Chapter 2 #3
They say you get addicted to meth the first time you use it. It’s a little how my skin feels when Tristan’s skin touches it—addicted in an instant. The confirmation of my obvious attraction to him makes my heart beat harder.
“You’re left handed?”
“Yeah.”
“So’s Connor. This is a lot of colors,” he says.
“I guess,” I manage in a half-strangled whisper. None of these feelings are at all welcome, but our gazes lock again, and I swear to God, my heart straight up stops. When it starts again, it races to catch up with the beats it missed.
He lets my hand go. His words rush forth when I hesitate. “It must be really triggering being here. But I mean—with the circumstances and everything…” His voice gets shaky, and he blinks his eyes a few times. “Archer, he really missed you.”
Those words close my throat. It’s a temporary closing, but it still feels like I’m being choked. “He doesn’t even know me.”
Tristan regards me for a moment with his reddened eyes, and I get the sense he’s choosing his words carefully. “I don’t think that’s true. But I hope you both give each other a chance before you go back to Seattle. If that’s what you’re planning.”
I nod, agreeing as best I can.
He takes a deep breath, and it’s like the weight of the world just came off his shoulders.
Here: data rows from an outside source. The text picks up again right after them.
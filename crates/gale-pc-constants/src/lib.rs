#![forbid(unsafe_code)]

//! Shared physical-address / topology constants for the emulated PC.
//!
//! This crate exists so the memory core (`gale-mem`) and the device models
//! that claim pieces of the physical address space agree on addresses that
//! must match exactly at runtime.

/// Size of one physical page, the granularity of handler dispatch.
pub const PAGE_SIZE: usize = 4096;

/// `log2(PAGE_SIZE)`; shift between byte addresses and page numbers.
pub const PAGE_SHIFT: u32 = 12;

/// Number of pages in the first megabyte.
pub const FIRST_MB_PAGES: u32 = 0x100;

/// Address bit gated by the A20 line.
pub const A20_ADDR_BIT: u64 = 1 << 20;

/// The A20 address bit expressed in page-number units (bit 20 − 12 = 8).
pub const A20_PAGE_BIT: u32 = 1 << 8;

/// First page of the 64 KiB window at the 1 MiB boundary whose mapping
/// depends on the A20 gate (the HMA region that wraps to page 0 when the
/// gate is closed).
pub const A20_FAST_WINDOW_START_PAGE: u32 = 0x100;

/// Page count of the A20-sensitive window (64 KiB).
pub const A20_FAST_WINDOW_PAGES: u32 = 0x10;

/// PS/2 system control port A, the legacy fast-A20/reset port.
pub const SYSTEM_CONTROL_PORT_A: u16 = 0x92;

/// First page handed out by the extended-memory allocator.
///
/// Everything below this (conventional memory plus the HMA) is managed by the
/// guest's real-mode memory services, not leased through page handles.
pub const XMS_START_PAGE: u32 = 0x110;

/// Start of the adapter / option-ROM space in the 20-bit real-mode window.
pub const ADAPTER_SPACE_BASE: u64 = 0xA_0000;

/// End of the adapter space (exclusive): the top of the first megabyte.
pub const ADAPTER_SPACE_END: u64 = 0x10_0000;

/// Base physical address of the video BIOS window.
pub const VIDEO_BIOS_BASE: u64 = 0xC_0000;

/// Size of the video BIOS window (32 KiB).
///
/// Writes into this window are silently discarded rather than reported as
/// ROM-write errors: real-mode software routinely zero-fills it speculatively
/// while probing for adapters.
pub const VIDEO_BIOS_SIZE: usize = 0x8000;

/// First page of the video BIOS window.
pub const VIDEO_BIOS_START_PAGE: u32 = 0xC0;

/// One-past-last page of the video BIOS window.
pub const VIDEO_BIOS_END_PAGE: u32 = 0xC8;

/// Private scratch area between the video BIOS and the EMS frame, kept
/// RAM-backed and zeroed at power-on.
pub const PRIVATE_AREA_START_PAGE: u32 = 0xC8;
pub const PRIVATE_AREA_END_PAGE: u32 = 0xD0;

/// Base physical address of the system BIOS ROM in the 20-bit window.
pub const SYSTEM_BIOS_BASE: u64 = 0xF_0000;

/// Size of the system BIOS ROM mapping (64 KiB, the `F000` segment).
pub const SYSTEM_BIOS_SIZE: usize = 0x1_0000;

/// First page of the system BIOS ROM.
pub const SYSTEM_BIOS_START_PAGE: u32 = 0xF0;

/// One-past-last page of the system BIOS ROM.
pub const SYSTEM_BIOS_END_PAGE: u32 = 0x100;

/// Offset, in pages, from the linear-framebuffer base to its companion MMIO
/// register window (16 MiB past the framebuffer, matching the hardware being
/// modeled).
pub const LFB_MMIO_OFFSET_PAGES: u32 = (0x0100_0000 / PAGE_SIZE) as u32;

/// Page count of the LFB companion MMIO register window.
pub const LFB_MMIO_PAGES: u32 = 16;

/// Hard cap on emulated RAM in MiB.
pub const MAX_MEMORY_MB: u32 = 512;

/// RAM sizes above this many MiB are legal but discouraged (guest software of
/// the era starts misbehaving, and save states get large).
pub const SAFE_MEMORY_MB: u32 = 32;

/// Cap on the extra-KiB term of the memory size (512 MiB expressed in KiB).
pub const MAX_MEMORY_KB: u32 = 524_288;

/// Cap on `handler_pages`: one handler slot per page of a 4 GiB space.
pub const MAX_HANDLER_PAGES: u32 = (0x1_0000_0000u64 / PAGE_SIZE as u64) as u32;

/// Bounds for the configured physical address width.
pub const MIN_ADDRESS_BITS: u32 = 20;
pub const MAX_ADDRESS_BITS: u32 = 32;
/// The physical address space of one machine.
///
/// Owned by the virtual-machine instance and handed (by reference) to device
/// models at attach time; there are no process-wide singletons.
pub struct AddressSpace {
    /// Pages backed by the arena.
    pub(crate) pages: u32,
    /// Pages reported to the guest as installed RAM.
    pub(crate) reported_pages: u32,
    /// Pages with handler-cache slots: the full aliased address space.
    pub(crate) handler_pages: u32,
    pub(crate) topology: BusTopology,

    pub(crate) arena: Rc<RefCell<RamArena>>,
    pub(crate) alias: Rc<AliasState>,
    pub(crate) a20: A20Gate,

    cache: Vec<Option<HandlerRef>>,
    host_map: Vec<HostMap>,
    pub(crate) links: Vec<PageLink>,

    motherboard: CalloutRegistry,
    pci: CalloutRegistry,
    isa: CalloutRegistry,
    pub(crate) lfb: LfbWindow,

    pub(crate) ram: HandlerRef,
    pub(crate) rom: HandlerRef,
    pub(crate) rom_alias: HandlerRef,
    pub(crate) unmapped: HandlerRef,
    pub(crate) illegal: HandlerRef,
}

impl std::fmt::Debug for AddressSpace {
    fn fmt(&self, f: &mut std::fmt::Formatter<'_>) -> std::fmt::Result {
        f.debug_struct("AddressSpace")
            .field("pages", &self.pages)
            .field("reported_pages", &self.reported_pages)
            .field("handler_pages", &self.handler_pages)
            .finish_non_exhaustive()
    }
}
He shifts in his seat, bringing him slightly closer to me. I can’t tell whether it’s on purpose or not.
Jesus—is it hot in here? My head burns beneath the headband. As bad as my hair looks without it, I can’t handle wearing it anymore. I slide it off my head and run my fingers through my hair. I feel instantly cooler.
I notice him staring now, and my hand freezes mid-air. In these three seconds where our gazes lock, I know exactly what colors I’d use to paint his light turquoise eyes, and the blend I’d have to create to replicate the color of his strangely perfect mouth.
Three seconds, and if he were anyone else, I’d be done for.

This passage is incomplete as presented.